Neat: The briefest of sweet entries dries towards the finish, and although this is classified asa dessert wine the balance is such that it is very enjoyable on its own. As with the nose, the cherry flavours are incredibly fresh and complemented by other red fruits and more than a hint of apple tart. A touch of frangipan appeals to the sweet-toothed, as does a well-judged note of cherry cola. This is not an overtly sweet and fruit-dominated wine however, the wine base remains well-balanced and whispers of clove-spice and oaky-dryness make an appearance on occasion and ensure it doesn’t become one-dimensional. This really is a very enjoyable wine.
Mixing: Wine is an underused cocktail ingredient for the most part and Visciolata only serves to demonstrate that those who don’t use it regularly are missing a trick. This fruit wine mixes extraordinarily well, with the cherry somehow achieving just the right balance almost every time. In general it is best to head towards ‘shorter’ drinks such as the the New York Sour, where cherry and bourbon are quite simply a match made in heaven. You may never drink a regular Whiskey Sour again. For the adventurous, the Cardinale partners the wine with Genever and balsamic vinegar to surprising success, the acidity of the vinegar offsetting the sweetness of the wine, and again Genever and cherry get on very well indeed. Some traditional wine-based drinks such as the Claret Cobbler need a little adjustment to compensate for the extra fruitiness of this wine compared with a regular wine, but going a little easy on the Grand Marnier soon sorts out any imbalance. Whilst Visciolata makes for a decent choice in longer drinks such as the Rules Bar Sling, these don’t come quite a highly recommended simply because the subtle beauty of this wine does get a little lost. This is a unique product, and as such runs the risk of being too niche, but the fact the cherry doesn’t completely dominate proceedings makes this wine something all should try.
Signature Cocktail – Love Me
35ml Vodka, 35ml Visciolata del Cardinale, 25ml Lemon Juice, 20ml Sugar Syrup, Half an Egg White, 2 Dash Plumb Bitters
Shake ingredients with ice and strain into a chilled glass. Garnish with a fresh cherry.

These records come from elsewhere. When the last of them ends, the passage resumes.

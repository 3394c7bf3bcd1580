use crate::candle_batch_norm::BatchStatUpdate;
use crate::candle_checkpoint::{config_file, restore_checkpoint, save_checkpoint};
use crate::candle_data_loader::{DataLoader, VolumeData};
use crate::candle_inference::TrainConfig;
use crate::candle_loss_functions::*;
use crate::candle_model_config::StaeConfig;
use crate::candle_model_traits::*;
use crate::candle_optimizer::{Adam, AdamConfig};
use crate::candle_param_store::ParamStore;
use crate::candle_spatial_decoder::SpatialDecoder;
use crate::candle_spatial_encoder::SpatialEncoder;
use crate::candle_temporal_stack::ConvLstmStack;

use candle_core::{DType, Device, Tensor};
use indicatif::{ProgressBar, ProgressDrawTarget};
use log::{debug, info};
use std::path::Path;

/// Everything one forward pass produces
pub struct ForwardOutput {
    /// (batch x T x H x W x C)
    pub recon: Tensor,
    /// (batch x T)
    pub per_frame_errors: Tensor,
    /// running-statistic updates, empty in inference mode
    pub stat_updates: Vec<BatchStatUpdate>,
}

#[derive(Clone, Copy, Debug, PartialEq)]
pub struct LossValues {
    pub reconstruction: f32,
    pub regularization: f32,
    pub total: f32,
}

struct LossTensors {
    reconstruction: Tensor,
    regularization: Tensor,
    total: Tensor,
}

/// Spatio-temporal autoencoder with its parameters and optimizer.
///
/// volume -> spatial encoder (per frame) -> conv LSTM stack (over time)
/// -> spatial decoder (per frame) -> reconstruction
///
/// The experiment is the only owner of the parameter values; calls
/// are synchronous and must not overlap.
pub struct Experiment {
    config: StaeConfig,
    batch_size: usize,
    lambd: f64,
    device: Device,
    params: ParamStore,
    encoder: SpatialEncoder,
    temporal: ConvLstmStack,
    decoder: SpatialDecoder,
    optimizer: Adam,
}

impl Experiment {
    /// The fixed 227 x 227 architecture on CPU
    ///
    /// * `tvol` - frames per volume
    /// * `learning_rate` - Adam step size
    /// * `batch_size` - volumes per minibatch
    /// * `lambd` - weight of the L2 penalty
    pub fn new(tvol: usize, learning_rate: f32, batch_size: usize, lambd: f32) -> anyhow::Result<Self> {
        Self::with_config(
            StaeConfig::new(tvol),
            &TrainConfig::new(learning_rate, batch_size, lambd),
        )
    }

    pub fn with_config(config: StaeConfig, train_config: &TrainConfig) -> anyhow::Result<Self> {
        config.validate()?;
        if train_config.batch_size == 0 {
            anyhow::bail!("batch size must be positive");
        }

        let device = train_config.device.clone();
        let params = ParamStore::new(DType::F32, &device);
        let root = params.root();

        let encoder = SpatialEncoder::new(&config, root.clone())?;
        let temporal = ConvLstmStack::from_config(&config, root.clone())?;
        let decoder = SpatialDecoder::new(&config, root)?;

        let optimizer = Adam::new(
            params.trainable()?,
            AdamConfig {
                learning_rate: train_config.learning_rate.into(),
                ..Default::default()
            },
        )?;

        info!(
            "built {}-frame autoencoder for {}x{}x{}: {:?} -> {:?} -> {:?}, {} parameters",
            config.tvol,
            config.height,
            config.width,
            config.channels,
            encoder.dim_obs(),
            encoder.dim_latent(),
            decoder.dim_obs(),
            params.num_elements()?
        );

        Ok(Self {
            config,
            batch_size: train_config.batch_size,
            lambd: train_config.lambd.into(),
            device,
            params,
            encoder,
            temporal,
            decoder,
            optimizer,
        })
    }

    /// Rebuild the model described by `{dir}/config.json` and load its
    /// checkpoint
    pub fn from_checkpoint(dir: &Path, train_config: &TrainConfig) -> anyhow::Result<Self> {
        let config = StaeConfig::from_json(&config_file(dir))?;
        let mut ret = Self::with_config(config, train_config)?;
        ret.restore_model(dir)?;
        Ok(ret)
    }

    pub fn config(&self) -> &StaeConfig {
        &self.config
    }

    pub fn batch_size(&self) -> usize {
        self.batch_size
    }

    pub fn device(&self) -> &Device {
        &self.device
    }

    pub fn params(&self) -> &ParamStore {
        &self.params
    }

    pub fn optimizer(&self) -> &Adam {
        &self.optimizer
    }

    /// Check the (T, H, W, C) part of the shape and move `x` to the
    /// model's device as `f32`
    fn prepare(&self, x: &Tensor) -> anyhow::Result<Tensor> {
        let expected = [
            self.config.tvol,
            self.config.height,
            self.config.width,
            self.config.channels,
        ];
        match x.dims() {
            [b, rest @ ..] if *b > 0 && rest == &expected[..] => {}
            dims => anyhow::bail!(
                "expected (batch, {}, {}, {}, {}) volumes, got {:?}",
                expected[0],
                expected[1],
                expected[2],
                expected[3],
                dims
            ),
        }
        Ok(x.to_dtype(DType::F32)?.to_device(&self.device)?)
    }

    /// Run the whole pipeline on `x_bthwc`
    ///
    /// * `train` - batch statistics (and their updates) vs. running statistics
    pub fn forward_t(&self, x_bthwc: &Tensor, train: bool) -> anyhow::Result<ForwardOutput> {
        let x = self.prepare(x_bthwc)?;
        let (b, t, h, w, c) = x.dims5()?;

        // fold time into the batch axis
        let x_nchw = x
            .reshape((b * t, h, w, c))?
            .permute((0, 3, 1, 2))?
            .contiguous()?;

        let (z_nchw, stat_updates) = self.encoder.forward_t(&x_nchw, train)?;
        let (zc, zh, zw) = self.encoder.dim_latent();

        let z_btchw = z_nchw.reshape((b, t, zc, zh, zw))?;
        let ctx_btchw = self.temporal.forward_sequence(&z_btchw)?;
        let ctx_nchw = ctx_btchw.reshape((b * t, self.temporal.dim_output(), zh, zw))?;

        let y_nchw = self.decoder.forward(&ctx_nchw)?;
        let recon = y_nchw.permute((0, 2, 3, 1))?.reshape((b, t, h, w, c))?;
        let per_frame_errors = per_frame_squared_error(&x, &recon)?;

        Ok(ForwardOutput {
            recon,
            per_frame_errors,
            stat_updates,
        })
    }

    fn loss_tensors(&self, per_frame_errors: &Tensor) -> anyhow::Result<LossTensors> {
        let reconstruction = reconstruction_loss(per_frame_errors)?;
        let regularization = l2_penalty(&self.params.regularizable()?, &self.device)?;
        let total = reconstruction.add(&regularization.affine(self.lambd, 0.)?)?;
        Ok(LossTensors {
            reconstruction,
            regularization,
            total,
        })
    }

    /// Combined loss; nothing is updated
    pub fn get_loss(&self, x: &Tensor, is_training: bool) -> anyhow::Result<f32> {
        Ok(self.get_loss_terms(x, is_training)?.total)
    }

    /// Reconstruction, regularization and combined loss; nothing is updated
    pub fn get_loss_terms(&self, x: &Tensor, is_training: bool) -> anyhow::Result<LossValues> {
        let fwd = self.forward_t(x, is_training)?;
        let loss = self.loss_tensors(&fwd.per_frame_errors)?;
        Ok(LossValues {
            reconstruction: loss.reconstruction.to_scalar::<f32>()?,
            regularization: loss.regularization.to_scalar::<f32>()?,
            total: loss.total.to_scalar::<f32>()?,
        })
    }

    /// One Adam update. In training mode the batch-norm running
    /// statistics are moved after the parameters.
    pub fn step(&mut self, x: &Tensor, is_training: bool) -> anyhow::Result<()> {
        let fwd = self.forward_t(x, is_training)?;
        let loss = self.loss_tensors(&fwd.per_frame_errors)?;
        self.optimizer.backward_step(&loss.total)?;
        for update in fwd.stat_updates.iter() {
            update.apply()?;
        }
        Ok(())
    }

    /// Per-frame squared reconstruction errors (batch x T); nothing is updated
    pub fn get_recon_errors(&self, x: &Tensor, is_training: bool) -> anyhow::Result<Tensor> {
        Ok(self.forward_t(x, is_training)?.per_frame_errors)
    }

    /// A training step followed by an inference-mode loss evaluation
    pub fn batch_train(&mut self, x: &Tensor) -> anyhow::Result<f32> {
        self.step(x, true)?;
        self.get_loss(x, false)
    }

    /// Inference-mode reconstruction with the shape of `x`
    pub fn batch_reconstruct(&self, x: &Tensor) -> anyhow::Result<Tensor> {
        Ok(self.forward_t(x, false)?.recon)
    }

    pub fn save_model(&self, path: &Path) -> anyhow::Result<()> {
        save_checkpoint(path, &self.params, &self.optimizer, &self.config)?;
        Ok(())
    }

    pub fn restore_model(&mut self, path: &Path) -> anyhow::Result<()> {
        restore_checkpoint(path, &self.params, &mut self.optimizer, &self.config)
    }

    /// Train over shuffled minibatches for `train_config.num_epochs`
    ///
    /// * `data` - data loader handing out `(B, T, H, W, C)` volumes
    /// * `on_epoch` - called with (epoch, mean loss, model) after each epoch
    ///
    /// # Returns the mean post-update loss of each epoch
    pub fn train_volumes<DataL, EpochFn>(
        &mut self,
        data: &mut DataL,
        train_config: &TrainConfig,
        mut on_epoch: EpochFn,
    ) -> anyhow::Result<Vec<f32>>
    where
        DataL: DataLoader,
        EpochFn: FnMut(usize, f32, &Self) -> anyhow::Result<()>,
    {
        let pb = ProgressBar::new(train_config.num_epochs as u64);

        if !train_config.show_progress || train_config.verbose {
            pb.set_draw_target(ProgressDrawTarget::hidden());
        }

        let mut loss_trace = vec![];

        for epoch in 0..train_config.num_epochs {
            data.shuffle_minibatch(self.batch_size)?;
            let num_minibatches = data.num_minibatch();
            if num_minibatches == 0 {
                anyhow::bail!("no minibatches to train on");
            }

            let mut loss_tot = 0f32;
            for b in 0..num_minibatches {
                let x = data.minibatch_data(b, &self.device)?;
                let loss = self.batch_train(&x)?;
                debug!("[{}] minibatch {} loss: {}", epoch + 1, b, loss);
                loss_tot += loss;
            }
            let loss_avg = loss_tot / num_minibatches as f32;
            loss_trace.push(loss_avg);
            pb.inc(1);

            if train_config.verbose {
                info!("[{}] loss: {}", epoch + 1, loss_avg);
            }
            on_epoch(epoch, loss_avg, self)?;
        }

        pb.finish_and_clear();
        Ok(loss_trace)
    }

    /// Inference-mode per-frame errors for every volume, in order
    pub fn score_volumes(&self, data: &VolumeData) -> anyhow::Result<Vec<Vec<f32>>> {
        let n = data.num_volumes();
        let mut ret = Vec::with_capacity(n);
        for lb in (0..n).step_by(self.batch_size) {
            let x = data.range_data(lb, lb + self.batch_size, &self.device)?;
            let errs = self.get_recon_errors(&x, false)?;
            ret.extend(errs.to_vec2::<f32>()?);
        }
        Ok(ret)
    }
}

#[cfg(test)]
mod tests {
    use super::*;

    fn small_experiment() -> anyhow::Result<Experiment> {
        let config = StaeConfig::new(2).with_frame_size(45, 45);
        Experiment::with_config(config, &TrainConfig::new(1e-3, 2, 1e-4))
    }

    #[test]
    fn test_rejects_wrong_shapes() -> anyhow::Result<()> {
        let exp = small_experiment()?;
        let dev = Device::Cpu;
        for shape in [
            vec![1, 3, 45, 45, 1],
            vec![1, 2, 44, 45, 1],
            vec![1, 2, 45, 45, 3],
            vec![2, 45, 45, 1],
            vec![0, 2, 45, 45, 1],
        ] {
            let x = Tensor::zeros(shape.as_slice(), DType::F32, &dev)?;
            assert!(exp.get_loss(&x, false).is_err(), "{:?}", shape);
        }
        Ok(())
    }

    #[test]
    fn test_parameters_are_registered() -> anyhow::Result<()> {
        let exp = small_experiment()?;
        // 4 encoder kernels, 3 recurrent kernels, 1 decoder kernel
        assert_eq!(exp.params().regularizable()?.len(), 8);
        // kernels + biases + bn scale/shift
        assert_eq!(exp.optimizer().num_params(), 8 + 8 + 4 * 2);
        Ok(())
    }

    #[test]
    fn test_zero_batch_size_fails() {
        let config = StaeConfig::new(2).with_frame_size(45, 45);
        assert!(Experiment::with_config(config, &TrainConfig::new(1e-3, 0, 0.)).is_err());
    }
}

Visciolata del Cardinale is an extraordinarily good cherry Italian cherry wine that deserves much greater recognition. Delicious on its own, it makes for an excellent cocktail ingredient, being both versatile and characteristic in its contribution. The balance of cherry and classic wine flavours is well-judged, ensuring that it has wide appeal whilst not being shy in standing out as a cherry wine. Rating: ★★★★★
Visciolata del Cardinale is available to buy from The Whisky Exchange.
★: Terrible, only drink for a dare.
★★: Meh, not undrinkable but best left alone.
★★★: Reasonable, middle of the road.
★★★★: Tasty stuff, well worth seeking out.
★★★★★: Incredible, booze doesn’t get better than this. You need a bottle in your life.